Les manuels de thérapie comportementale (comme par exemple l'ouvrage classique de Martin et Pear) mettent en garde contre les risques inhérents à l'utilisation des techniques aversives et les questions éthiques qu'elles posent. L'excellent Coercion and its Fallout de Murray Sidman n'a jamais été réédité (ni traduit en français) mais reste disponible d'occasion. On peut en résumer le propos comme suit : Les techniques aversives de modification du comportement sont efficaces mais elles ont des effets secondaires dévastateurs. Elles peuvent conduire à la suppression temporaire du comportement visé mais n'ajoutent rien au répertoire comportemental du sujet chez qui elles favorisent l'émergence de stratégies de dissimulation, d'échappement et de fuite, la personne ou l'instance administrant la contrainte ou la punition acquérant automatiquement le statut d'un stimulus aversif.
Skinner était un utopiste qui rêvait de développer une science du comportement qui permettrait de définir et de mettre en place des conditions de vie garantissant à chacun le maximum de liberté (voir à ce propos son ouvrageWalden 2). Cette position continue à inspirer ceux qui se réclament de la tradition behavioriste. La notion de liberté n'est pas incompatible avec une position déterministe. Nous pouvons concevoir la liberté comme un état dans lequel notre comportement est soumis à un minimum d'influences résultant de processus de conditionnement aversif.
D'un point de vue théorique, les points suivants sont importants pour comprendre la thérapie ACT :
1. L'association d'une conséquence punitive avec un stimulus quelconque donne lieu à un conditionnement aversif. Lors de présentations futures du même stimulus, les conséquences pour l'organisme conditionné seront de trois ordres:
a. Une réaction neurovégétative
b. Le déclenchement de comportements d'évitement
c. La cessation de tout autre comportement dans lequel l'organisme était engagé. Le conditionnement aversif a donc pour conséquence un rétrécissement marqué du répertoire comportemental.

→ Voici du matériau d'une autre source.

//! The shared simulated clock.
//!
//! Simulated time is accumulated from wall-clock deltas scaled by a speed
//! multiplier. Every thread of a simulation (the scheduler and each node)
//! samples the same [`Clock`], so the accumulated value is kept behind a
//! lock and each call to [`Clock::now`] folds the wall time elapsed since
//! the previous call.

use crate::time::SimTime;
use std::{
    sync::{Arc, Mutex, PoisonError},
    time::{Duration, Instant},
};
use thiserror::Error;

/// Source of monotonic wall-clock time for a [`Clock`].
///
/// The returned value is the time elapsed since an arbitrary, fixed origin.
/// It must never go backward.
pub trait WallClock: Send + Sync + 'static {
    fn elapsed(&self) -> Duration;
}

/// [`WallClock`] backed by [`Instant`].
#[derive(Debug, Clone, Copy)]
pub struct SystemWallClock {
    origin: Instant,
}

/// [`WallClock`] that only moves when told to.
///
/// Useful for deterministic tests: share it (it is cheap to clone) between
/// the [`Clock`] and the test driving the simulation and call
/// [`ManualWallClock::advance`].
///
/// ```
/// # use p2psim_core::clock::{Clock, ManualWallClock};
/// # use std::time::Duration;
/// let wall = ManualWallClock::new();
/// let clock = Clock::with_wall_clock(wall.clone());
///
/// wall.advance(Duration::from_secs(2));
/// assert_eq!(clock.now().as_secs_f64(), 2.0);
/// ```
#[derive(Debug, Clone, Default)]
pub struct ManualWallClock(Arc<Mutex<Duration>>);

#[derive(Debug, Error, Clone, Copy, PartialEq)]
pub enum ClockError {
    #[error("Speed multiplier must be finite and non-negative, got {0}")]
    InvalidSpeed(f64),
}

#[derive(Debug)]
struct State {
    accumulated: f64,
    last_sample: Duration,
    speed: f64,
}

/// Process-wide simulated clock.
///
/// * time is monotonic non-decreasing, including across speed changes;
/// * a speed of `0` freezes the simulated time (pause).
pub struct Clock {
    wall: Box<dyn WallClock>,
    state: Mutex<State>,
}

impl SystemWallClock {
    pub fn new() -> Self {
        Self {
            origin: Instant::now(),
        }
    }
}

impl Default for SystemWallClock {
    fn default() -> Self {
        Self::new()
    }
}

impl WallClock for SystemWallClock {
    fn elapsed(&self) -> Duration {
        self.origin.elapsed()
    }
}

impl ManualWallClock {
    pub fn new() -> Self {
        Self::default()
    }

    pub fn advance(&self, by: Duration) {
        let mut elapsed = self.0.lock().unwrap_or_else(PoisonError::into_inner);
        *elapsed += by;
    }
}

impl WallClock for ManualWallClock {
    fn elapsed(&self) -> Duration {
        *self.0.lock().unwrap_or_else(PoisonError::into_inner)
    }
}

impl Clock {
    /// create a clock running at real-time speed (`1.0`)
    pub fn new() -> Self {
        Self::with_wall_clock(SystemWallClock::new())
    }

    pub fn with_wall_clock<W: WallClock>(wall: W) -> Self {
        let last_sample = wall.elapsed();
        Self {
            wall: Box::new(wall),
            state: Mutex::new(State {
                accumulated: 0.0,
                last_sample,
                speed: 1.0,
            }),
        }
    }

    fn lock(&self) -> std::sync::MutexGuard<'_, State> {
        self.state.lock().unwrap_or_else(PoisonError::into_inner)
    }

    /// sample the simulated time
    pub fn now(&self) -> SimTime {
        let mut state = self.lock();
        self.fold(&mut state);
        SimTime::from_secs_f64(state.accumulated)
    }

    fn fold(&self, state: &mut State) {
        let sample = self.wall.elapsed();
        let delta = sample.saturating_sub(state.last_sample);
        state.accumulated += delta.as_secs_f64() * state.speed;
        state.last_sample = state.last_sample.max(sample);
    }

    pub fn speed(&self) -> f64 {
        self.lock().speed
    }

    /// replace the speed multiplier.
    ///
    /// The time elapsed so far is accounted at the previous speed before
    /// the new one applies.
    pub fn set_speed(&self, speed: f64) -> Result<(), ClockError> {
        if !speed.is_finite() || speed < 0.0 {
            return Err(ClockError::InvalidSpeed(speed));
        }

        let mut state = self.lock();
        self.fold(&mut state);
        state.speed = speed;

        Ok(())
    }

    /// multiply the current speed by `factor`, returns the new speed
    pub fn adjust_speed(&self, factor: f64) -> Result<f64, ClockError> {
        let mut state = self.lock();
        let speed = state.speed * factor;
        if !speed.is_finite() || speed < 0.0 {
            return Err(ClockError::InvalidSpeed(speed));
        }
        self.fold(&mut state);
        state.speed = speed;

        Ok(speed)
    }
}

impl Default for Clock {
    fn default() -> Self {
        Self::new()
    }
}

#[cfg(test)]
mod tests {
    use super::*;

    fn manual() -> (ManualWallClock, Clock) {
        let wall = ManualWallClock::new();
        let clock = Clock::with_wall_clock(wall.clone());
        (wall, clock)
    }

    #[test]
    fn starts_at_zero() {
        let (_, clock) = manual();
        assert_eq!(clock.now(), SimTime::ZERO);
        assert_eq!(clock.speed(), 1.0);
    }

    #[test]
    fn scaled_by_speed() {
        let (wall, clock) = manual();

        wall.advance(Duration::from_secs(1));
        assert_eq!(clock.now().as_secs_f64(), 1.0);

        clock.set_speed(2.0).unwrap();
        wall.advance(Duration::from_secs(1));
        assert_eq!(clock.now().as_secs_f64(), 3.0);
    }

    #[test]
    fn speed_change_accounts_elapsed_time_first() {
        let (wall, clock) = manual();

        // 1s elapses at speed 1 but nobody samples the clock before the
        // speed changes: that second must still count at speed 1.
        wall.advance(Duration::from_secs(1));
        clock.set_speed(10.0).unwrap();
        assert_eq!(clock.now().as_secs_f64(), 1.0);

        wall.advance(Duration::from_secs(1));
        clock.set_speed(0.0).unwrap();
        assert_eq!(clock.now().as_secs_f64(), 11.0);
    }

    #[test]
    fn paused_clock_does_not_move() {
        let (wall, clock) = manual();
        clock.set_speed(0.0).unwrap();

        wall.advance(Duration::from_secs(60));
        assert_eq!(clock.now(), SimTime::ZERO);
    }

    #[test]
    fn adjust_speed_multiplies() {
        let (_, clock) = manual();

        assert_eq!(clock.adjust_speed(2.0).unwrap(), 2.0);
        assert_eq!(clock.adjust_speed(0.5).unwrap(), 1.0);
    }

    #[test]
    fn invalid_speed_rejected() {
        let (_, clock) = manual();

        assert_eq!(clock.set_speed(-1.0), Err(ClockError::InvalidSpeed(-1.0)));
        assert!(clock.set_speed(f64::NAN).is_err());
        assert!(clock.adjust_speed(f64::INFINITY).is_err());
        assert_eq!(clock.speed(), 1.0);
    }

    #[test]
    fn monotonic_under_concurrent_readers() {
        let clock = Arc::new(Clock::new());

        let handles: Vec<_> = (0..4)
            .map(|_| {
                let clock = Arc::clone(&clock);
                std::thread::spawn(move || {
                    let mut last = SimTime::ZERO;
                    for _ in 0..1_000 {
                        let now = clock.now();
                        assert!(now >= last);
                        last = now;
                    }
                })
            })
            .collect();

        for handle in handles {
            handle.join().unwrap();
        }
    }
}
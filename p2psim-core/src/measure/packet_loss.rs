use rand_core::Rng;
use std::{fmt, str::FromStr};

/// Probability that a transmission is lost in the network.
///
/// The decision is taken once, when the transmission is scheduled. A lost
/// transmission still travels (it is visible to the renderer) but it is
/// never delivered.
///
/// ```
/// use p2psim_core::measure::PacketLoss;
///
/// let lossy = PacketLoss::new(0.2).unwrap();
/// assert_eq!(lossy.to_string(), "20%");
///
/// let parsed: PacketLoss = "20%".parse().unwrap();
/// assert_eq!(parsed, lossy);
/// ```
#[derive(Debug, Clone, Copy, PartialEq, Default)]
pub struct PacketLoss(f64);

/// Error returned when constructing a [`PacketLoss`] with a value
/// outside `[0.0, 1.0]`.
#[derive(Debug, Clone, Copy, PartialEq, thiserror::Error)]
#[error("packet loss probability must be in [0.0, 1.0], got {0}")]
pub struct PacketLossRateError(f64);

/// Error returned when parsing a [`PacketLoss`] from a string.
#[derive(Debug, Clone, PartialEq, thiserror::Error)]
pub enum PacketLossParseError {
    #[error("expected '%' suffix")]
    MissingSuffix,
    #[error("invalid number before '%'")]
    InvalidNumber,
    #[error("{0}")]
    OutOfRange(#[from] PacketLossRateError),
}

impl PacketLoss {
    /// never drop anything
    pub const NONE: Self = Self(0.0);

    pub fn new(probability: f64) -> Result<Self, PacketLossRateError> {
        if !(0.0..=1.0).contains(&probability) {
            return Err(PacketLossRateError(probability));
        }
        Ok(Self(probability))
    }

    pub(crate) const fn new_unchecked(probability: f64) -> Self {
        Self(probability)
    }

    #[inline]
    pub fn probability(self) -> f64 {
        self.0
    }

    /// Bernoulli trial: `true` if this transmission is to be dropped.
    pub fn should_drop<R: Rng>(&self, rng: &mut R) -> bool {
        self.0 > 0.0 && crate::random::chance(rng, self.0)
    }
}

impl fmt::Display for PacketLoss {
    /// Formats as a percentage with up to 2 decimal places.
    fn fmt(&self, f: &mut fmt::Formatter<'_>) -> fmt::Result {
        let pct = self.0 * 100.0;
        if (pct - pct.round()).abs() < 1e-9 {
            write!(f, "{}%", pct.round() as u64)
        } else {
            write!(f, "{pct:.2}%")
        }
    }
}

impl FromStr for PacketLoss {
    type Err = PacketLossParseError;

    /// Parses a percentage such as `"0%"`, `"5%"` or `"12.5%"`.
    fn from_str(s: &str) -> Result<Self, Self::Err> {
        let Some(num) = s.trim().strip_suffix('%') else {
            return Err(PacketLossParseError::MissingSuffix);
        };
        let pct: f64 = num
            .trim()
            .parse()
            .map_err(|_| PacketLossParseError::InvalidNumber)?;

        Ok(Self::new(pct / 100.0)?)
    }
}

#[cfg(test)]
mod tests {
    use super::*;
    use rand_chacha::ChaChaRng;
    use rand_core::SeedableRng as _;

    fn rng() -> ChaChaRng {
        ChaChaRng::seed_from_u64(42)
    }

    #[test]
    fn none_never_drops() {
        let mut rng = rng();
        for _ in 0..1000 {
            assert!(!PacketLoss::NONE.should_drop(&mut rng));
        }
    }

    #[test]
    fn one_always_drops() {
        let mut rng = rng();
        let loss = PacketLoss::new(1.0).unwrap();
        for _ in 0..1000 {
            assert!(loss.should_drop(&mut rng));
        }
    }

    #[test]
    fn observed_fraction_converges() {
        // 10_000 trials at p = 0.2: the standard deviation of the observed
        // fraction is 0.004, allow 5 of them
        let loss = PacketLoss::new(0.2).unwrap();
        let mut rng = rng();
        let drops = (0..10_000).filter(|_| loss.should_drop(&mut rng)).count();
        let fraction = drops as f64 / 10_000.0;
        assert!(
            (fraction - 0.2).abs() < 0.02,
            "drop fraction was {fraction}"
        );
    }

    #[test]
    fn out_of_range_rejected() {
        assert!(PacketLoss::new(f64::NAN).is_err());
        assert!(PacketLoss::new(-0.1).is_err());
        assert!(PacketLoss::new(1.1).is_err());
    }

    #[test]
    fn display() {
        assert_eq!(PacketLoss::NONE.to_string(), "0%");
        assert_eq!(PacketLoss::new(0.05).unwrap().to_string(), "5%");
        assert_eq!(PacketLoss::new(0.123).unwrap().to_string(), "12.30%");
    }

    #[test]
    fn parse() {
        assert_eq!("0%".parse::<PacketLoss>().unwrap(), PacketLoss::NONE);
        assert_eq!(
            "12.5%".parse::<PacketLoss>().unwrap(),
            PacketLoss::new(0.125).unwrap()
        );
        assert_eq!(
            "5".parse::<PacketLoss>(),
            Err(PacketLossParseError::MissingSuffix)
        );
        assert_eq!(
            "abc%".parse::<PacketLoss>(),
            Err(PacketLossParseError::InvalidNumber)
        );
        assert!(matches!(
            "150%".parse::<PacketLoss>(),
            Err(PacketLossParseError::OutOfRange(_))
        ));
    }
}
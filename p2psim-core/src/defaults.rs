//! Default values of a simulation, taken from the reference overlay setup:
//! a handful of slow links (tens of bytes per second) so that congestion is
//! visible at human speed.

use crate::measure::{Latency, PacketLoss, Rate};
use std::time::Duration;

/// Default [`Rate`] of a lazily created [`Link`]
///
/// ```
/// # use p2psim_core::defaults::*;
/// assert_eq!(DEFAULT_LINK_RATE.to_string(), "30B/s");
/// ```
///
/// [`Link`]: crate::link::Link
pub const DEFAULT_LINK_RATE: Rate = Rate::new_unchecked(30.0);

/// Default inbound [`Rate`] of a node
///
/// ```
/// # use p2psim_core::defaults::*;
/// assert_eq!(DEFAULT_NODE_RATE.to_string(), "20B/s");
/// ```
pub const DEFAULT_NODE_RATE: Rate = Rate::new_unchecked(20.0);

/// Bucket capacity, expressed in seconds worth of refill.
///
/// A link of `30B/s` holds up to `300` bytes of burst.
pub const DEFAULT_BURST: f64 = 10.0;

/// Latency added per unit of distance between two nodes, in seconds
pub const DEFAULT_LATENCY_PER_DISTANCE: f64 = 0.01;

/// Upper bound (exclusive) of the random latency added to a lazily created
/// link
///
/// ```
/// # use p2psim_core::defaults::*;
/// assert_eq!(DEFAULT_MAX_RANDOM_LATENCY.to_string(), "100ms");
/// ```
pub const DEFAULT_MAX_RANDOM_LATENCY: Latency = Latency::new(Duration::from_millis(100));

/// Probability of losing any given transmission
///
/// ```
/// # use p2psim_core::defaults::*;
/// assert_eq!(DEFAULT_PACKET_LOSS.to_string(), "20%");
/// ```
pub const DEFAULT_PACKET_LOSS: PacketLoss = PacketLoss::new_unchecked(0.2);

/// Bound of the per-node clock offset, in seconds. Offsets are drawn in
/// `[-desync, desync]`; by default all clocks agree.
pub const DEFAULT_CLOCK_DESYNC: f64 = 0.0;

/// Seed of the network's random generator
pub const DEFAULT_SEED: u64 = 12_345;

/// How long a link stays "active" for rendering after its last arrival,
/// in simulated seconds
pub const DEFAULT_ACTIVITY_WINDOW: f64 = 2.0;
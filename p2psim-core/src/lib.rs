/*!
# p2psim core

Thread-free building blocks of the peer-to-peer overlay simulator:

* [`clock::Clock`]: the shared simulated timeline, scaled from wall-clock
  time by a mutable speed multiplier;
* [`measure::FlowLimiter`]: the token bucket used by both links and nodes
  to model bandwidth;
* [`link::Link`]: a directed channel with latency and its own bucket;
* [`transmission::Transmission`] and [`time_queue::TimeQueue`]: the
  scheduled deliveries, ordered by arrival time;
* [`config::SimConfiguration`]: the network-wide parameters.

The running simulation (nodes, threads and the scheduler) lives in the
`p2psim` crate.

```
use p2psim_core::{
    link::Link,
    measure::{FlowLimiter, Latency, Rate},
    time::SimTime,
};
use std::time::Duration;

let now = SimTime::from_secs_f64(10.0);
let rate = Rate::new(30.0).unwrap();

let mut link = Link::new(
    Latency::new(Duration::from_millis(250)),
    FlowLimiter::with_burst(rate, 10.0, now),
);
let mut recipient = FlowLimiter::with_burst(Rate::new(20.0).unwrap(), 10.0, now);

// the delivery is gated by the most constrained of the two buckets
let arrival = link.schedule_send(10, now).max(recipient.reserve(10, now));
assert_eq!(arrival.secs_since(now), 0.25);
```
*/

pub mod clock;
pub mod config;
pub mod data;
pub mod defaults;
pub mod link;
pub mod measure;
pub mod node;
pub mod random;
pub mod time;
pub mod time_queue;
pub mod transmission;

pub use self::{
    clock::Clock,
    config::{ConfigError, SimConfiguration},
    data::Data,
    link::{Link, LinkId},
    measure::{FlowLimiter, Latency, PacketLoss, Rate},
    node::{Color, NodeAddress, Position},
    time::SimTime,
    time_queue::TimeQueue,
    transmission::{Message, Transmission},
};
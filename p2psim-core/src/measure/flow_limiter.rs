use super::Rate;
use crate::time::SimTime;

/// # Token bucket
///
/// Models the bandwidth of a [`Link`] or the inbound capacity of a node.
///
/// Tokens (bytes) refill continuously at [`Rate`] up to `capacity`. A
/// request is never rejected: when it is larger than the available tokens
/// it completes later, proportionally to the shortfall, and the bucket goes
/// into debt (negative tokens) which delays the following requests.
///
/// ```
/// # use p2psim_core::{measure::{FlowLimiter, Rate}, time::SimTime};
/// let rate = Rate::new(10.0).unwrap();
/// let mut limiter = FlowLimiter::new(rate, 100.0, SimTime::ZERO);
///
/// // fits in the bucket: no delay
/// assert_eq!(limiter.reserve(60, SimTime::ZERO), SimTime::ZERO);
/// // 40 tokens left, 60 requested: 20 bytes short at 10 bytes/s
/// assert_eq!(limiter.reserve(60, SimTime::ZERO).as_secs_f64(), 2.0);
/// assert_eq!(limiter.tokens(), -20.0);
/// ```
///
/// [`Link`]: crate::link::Link
#[derive(Debug, Clone)]
pub struct FlowLimiter {
    tokens: f64,
    capacity: f64,
    rate: Rate,
    last_update: SimTime,
}

impl FlowLimiter {
    /// create a full bucket
    pub fn new(rate: Rate, capacity: f64, now: SimTime) -> Self {
        let capacity = capacity.max(0.0);
        Self {
            tokens: capacity,
            capacity,
            rate,
            last_update: now,
        }
    }

    /// create a full bucket holding `burst` seconds worth of `rate`
    pub fn with_burst(rate: Rate, burst: f64, now: SimTime) -> Self {
        Self::new(rate, rate.bytes_per_sec() * burst, now)
    }

    #[inline]
    pub fn tokens(&self) -> f64 {
        self.tokens
    }

    #[inline]
    pub fn capacity(&self) -> f64 {
        self.capacity
    }

    #[inline]
    pub fn rate(&self) -> Rate {
        self.rate
    }

    #[inline]
    pub fn last_update(&self) -> SimTime {
        self.last_update
    }

    /// refill the bucket up to `time`.
    ///
    /// A `time` older than the last update refills nothing and the last
    /// update is left untouched.
    pub fn refresh(&mut self, time: SimTime) {
        self.tokens = self.tokens_at(time);
        self.last_update = self.last_update.max(time);
    }

    /// the token level the bucket would have at `time`, without updating it
    pub fn tokens_at(&self, time: SimTime) -> f64 {
        let elapsed = time.secs_since(self.last_update).max(0.0);
        let refilled = self.tokens + self.rate.bytes_per_sec() * elapsed;
        refilled.min(self.capacity)
    }

    /// take `size` bytes from the bucket at `request_time` and return the
    /// time at which the request completes.
    pub fn reserve(&mut self, size: u64, request_time: SimTime) -> SimTime {
        self.refresh(request_time);

        let size = size as f64;
        let deficit = (size - self.tokens).max(0.0);
        self.tokens -= size;

        request_time.offset(self.rate.transfer_secs(deficit))
    }
}

#[cfg(test)]
mod tests {
    use super::*;

    fn rate(bytes_per_sec: f64) -> Rate {
        Rate::new(bytes_per_sec).unwrap()
    }

    fn at(secs: f64) -> SimTime {
        SimTime::from_secs_f64(secs)
    }

    #[test]
    fn starts_full() {
        let limiter = FlowLimiter::with_burst(rate(30.0), 10.0, SimTime::ZERO);

        assert_eq!(limiter.capacity(), 300.0);
        assert_eq!(limiter.tokens(), 300.0);
    }

    #[test]
    fn refresh_never_exceeds_capacity() {
        let mut limiter = FlowLimiter::new(rate(30.0), 300.0, SimTime::ZERO);

        limiter.reserve(100, SimTime::ZERO);
        for secs in [0.5, 1.0, 10.0, 1_000.0] {
            limiter.refresh(at(secs));
            assert!(limiter.tokens() <= limiter.capacity());
        }
        assert_eq!(limiter.tokens(), 300.0);
    }

    #[test]
    fn refresh_refills_at_rate() {
        let mut limiter = FlowLimiter::new(rate(10.0), 100.0, SimTime::ZERO);

        limiter.reserve(100, SimTime::ZERO);
        assert_eq!(limiter.tokens(), 0.0);

        limiter.refresh(at(2.5));
        assert_eq!(limiter.tokens(), 25.0);
        assert_eq!(limiter.last_update(), at(2.5));
    }

    #[test]
    fn refresh_in_the_past_is_ignored() {
        let mut limiter = FlowLimiter::new(rate(10.0), 100.0, at(5.0));
        limiter.reserve(50, at(5.0));

        limiter.refresh(at(4.0));
        assert_eq!(limiter.tokens(), 50.0);
        assert_eq!(limiter.last_update(), at(5.0));
    }

    #[test]
    fn reserve_within_capacity_is_immediate() {
        let mut limiter = FlowLimiter::new(rate(20.0), 200.0, SimTime::ZERO);

        assert_eq!(limiter.reserve(10, at(1.0)), at(1.0));
        assert_eq!(limiter.tokens(), 190.0);
    }

    #[test]
    fn debt_delays_next_request() {
        let mut limiter = FlowLimiter::new(rate(10.0), 100.0, SimTime::ZERO);

        // 150 bytes with 100 tokens: 50 short, 5 seconds late
        assert_eq!(limiter.reserve(150, SimTime::ZERO), at(5.0));
        assert_eq!(limiter.tokens(), -50.0);

        // one second later the debt is down to 40; 10 more bytes is 50 short
        assert_eq!(limiter.reserve(10, at(1.0)), at(6.0));
        assert_eq!(limiter.tokens(), -50.0);
    }

    #[test]
    fn completion_never_before_request() {
        let mut limiter = FlowLimiter::new(rate(1.0), 5.0, SimTime::ZERO);

        for (i, size) in [0u64, 1, 5, 20, 3].into_iter().enumerate() {
            let t = at(i as f64 * 0.1);
            assert!(limiter.reserve(size, t) >= t);
        }
    }

    #[test]
    fn tokens_at_does_not_mutate() {
        let mut limiter = FlowLimiter::new(rate(10.0), 100.0, SimTime::ZERO);
        limiter.reserve(100, SimTime::ZERO);

        assert_eq!(limiter.tokens_at(at(3.0)), 30.0);
        assert_eq!(limiter.tokens(), 0.0);
        assert_eq!(limiter.last_update(), SimTime::ZERO);
    }
}
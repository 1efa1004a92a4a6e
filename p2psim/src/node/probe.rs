use super::{Behavior, NodeIo};
use p2psim_core::{Data, NodeAddress, SimTime};
use std::{collections::HashMap, time::Duration};

/// A target silent for longer than this many probe intervals is evicted.
pub const SILENCE_FACTOR: f64 = 30.0;

/// Parameters of a [`ProbeNode`].
#[derive(Debug, Clone)]
pub struct ProbeConfig {
    pub targets: Vec<NodeAddress>,
    /// interval between two probes
    pub wait: Duration,
    /// size of a probe, in bytes
    pub size: usize,
}

/// Reference behavior: probes its targets round robin and learns new
/// targets from whoever talks to it.
///
/// Every `wait`, the node sends `size` zeroed bytes to the next target. A
/// target that has not been heard of for more than [`SILENCE_FACTOR`]
/// probe intervals is evicted instead of probed. A target is granted that
/// grace period from the first time it is probed, even if it never
/// answers.
pub struct ProbeNode {
    targets: Vec<NodeAddress>,
    last_contact: HashMap<NodeAddress, SimTime>,
    cursor: usize,
    wait: Duration,
    size: usize,
    last_probe: Option<SimTime>,
}

impl ProbeNode {
    pub fn new(config: ProbeConfig) -> Self {
        let mut targets: Vec<NodeAddress> = Vec::with_capacity(config.targets.len());
        for target in config.targets {
            if !targets.contains(&target) {
                targets.push(target);
            }
        }

        Self {
            targets,
            last_contact: HashMap::new(),
            cursor: 0,
            wait: config.wait,
            size: config.size,
            last_probe: None,
        }
    }

    pub fn targets(&self) -> &[NodeAddress] {
        &self.targets
    }

    fn silence_limit(&self) -> f64 {
        SILENCE_FACTOR * self.wait.as_secs_f64()
    }

    fn probe_due(&self, now: SimTime) -> bool {
        self.last_probe
            .is_none_or(|last| now.secs_since(last) >= self.wait.as_secs_f64())
    }

    fn probe<T, Io>(&mut self, io: &mut Io, now: SimTime)
    where
        T: From<Vec<u8>>,
        Io: NodeIo<T>,
    {
        self.last_probe = Some(now);

        if self.cursor >= self.targets.len() {
            self.cursor = 0;
        }
        let Some(target) = self.targets.get(self.cursor).cloned() else {
            return;
        };

        let last_contact = *self.last_contact.entry(target.clone()).or_insert(now);
        if now.secs_since(last_contact) > self.silence_limit() {
            // the cursor now points at the following target
            self.targets.remove(self.cursor);
            self.last_contact.remove(&target);
        } else {
            io.send(&target, T::from(vec![0; self.size]));
            self.cursor += 1;
        }
    }

    fn learn<T, Io>(&mut self, io: &mut Io, now: SimTime)
    where
        Io: NodeIo<T>,
    {
        while let Some(message) = io.try_recv() {
            let (from, _payload) = message.into_inner();
            if &from == io.address() {
                continue;
            }
            if !self.targets.contains(&from) {
                self.targets.push(from.clone());
            }
            self.last_contact.insert(from, now);
        }
    }
}

impl<T> Behavior<T> for ProbeNode
where
    T: Data + From<Vec<u8>>,
{
    fn step<Io: NodeIo<T>>(&mut self, io: &mut Io) {
        let now = io.now();

        if self.probe_due(now) {
            self.probe::<T, Io>(io, now);
        }

        self.learn::<T, Io>(io, now);
    }
}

2. Le langage et la forme d'intelligence qui lui est associée (et qui le rend possible) représente un mécanisme de survie particulièrement efficace. Il a aussi ses inconvénients : Des objets et des notions qui ne sont pas présents peuvent donner lieu à un conditionnement aversif chez l'être humain. On sait que beaucoup de chiens connaissent des réactions anxieuses marquées devant les feux d'artifice habituellement tirés lors de la fête nationale suisse qui est aussi un événement à l'occasion duquel rues et maisons sont pavoisées; on n'a cependant jamais vu un chien se mettre à trembler devant un drapeau suisse, alors qu'un être humain est capable de ce type d'extension qui peut se poursuivre à l'infini et qui a notamment pour conséquence que des notions abstraites et des «événements privés» comme des pensées, des émotions ou des sensations corporelles peuvent donner lieu à un conditionnement aversif chez l'homme avec pour conséquence les trois réactions 1a, b et c décrites plus haut.
Le but du traitement n'est pas tant de réduire les composantes 1a et 1b que de restaurer autant que possible une flexibilité comportementale en présence du stimuli aversif. Nous aimerions que, en même temps qu'il a peur, le sujet puisse continuer à s'engager dans des activités autres que l'évitement et la fuite. Ce but est poursuivi grâce à des exercices d'exposition, d'activation comportementale et de défusion.